For a current mirror to work accurately, its two paired transistors must be as identical as possible. If they are placed far apart on the chip, these process gradients mean one might have a slightly different threshold voltage or current factor than the other, ruining the mirror's precision.

Here, we see a stunningly beautiful connection between electrical engineering and pure geometry. To solve this problem, designers use a technique called ​​common-centroid layout​​. For a four-transistor cascode mirror (M1/M2 for the mirror pair, M3/M4 for the cascode pair), the four devices can be arranged in a 2x2 grid. The optimal arrangement is a cross-coupled pattern, such as placing M1 and M2 on one diagonal, and M3 and M4 on the other.

Why does this work? The center of mass, or centroid, of the M1/M2 pair is now at the exact geometric center of the 2x2 square. The centroid of the M3/M4 pair is at the very same spot. Now, any linear process gradient across the layout—say, hotter on the left than the right—will affect M1 and M2 in equal and opposite ways, and the errors will average out to zero!
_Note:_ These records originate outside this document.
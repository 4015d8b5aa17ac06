//! Port for structured exchange logging.
//!
//! Defines the [`ExchangeLogger`] trait for recording what an ensemble
//! round actually did (the query, each model's reply, the ranking, the
//! verdict) to a structured log.
//!
//! This is separate from `tracing`-based operation logs: tracing handles
//! human-readable diagnostic messages, while this port captures the round
//! transcript in a machine-readable format (JSONL).

use serde_json::Value;

/// A structured exchange event for logging.
pub struct ExchangeEvent {
    /// Event type identifier (e.g., "query_received", "model_response").
    pub event_type: &'static str,
    /// JSON payload with event-specific data.
    pub payload: Value,
}

impl ExchangeEvent {
    pub fn new(event_type: &'static str, payload: Value) -> Self {
        Self {
            event_type,
            payload,
        }
    }
}

/// Port for logging exchange events to a structured log.
///
/// Implementations write each event as a single record (e.g., one JSONL
/// line). The `log` method is intentionally synchronous and non-fallible
/// to avoid disrupting the round; logging failures are silently ignored.
pub trait ExchangeLogger: Send + Sync {
    /// Record an exchange event.
    fn log(&self, event: ExchangeEvent);
}

/// No-op implementation for tests and when logging is disabled.
pub struct NoExchangeLogger;

impl ExchangeLogger for NoExchangeLogger {
    fn log(&self, _event: ExchangeEvent) {}
}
It is a triumph of symmetry, a physical embodiment of the cancellation of errors. It shows that brilliant circuit design extends beyond the schematic, all the way down to the artful placement of atoms on a chip.

From boosting the gain of an amplifier, to sharpening the precision of an op-amp, to anchoring the stability of an entire system, and finally to the geometric elegance of its own physical layout, the cascode principle is a testament to the power of a simple, profound idea. It is a recurring motif in the symphony of analog design, a beautiful example of how we can stand on the shoulders of one device to reach a higher level of performance.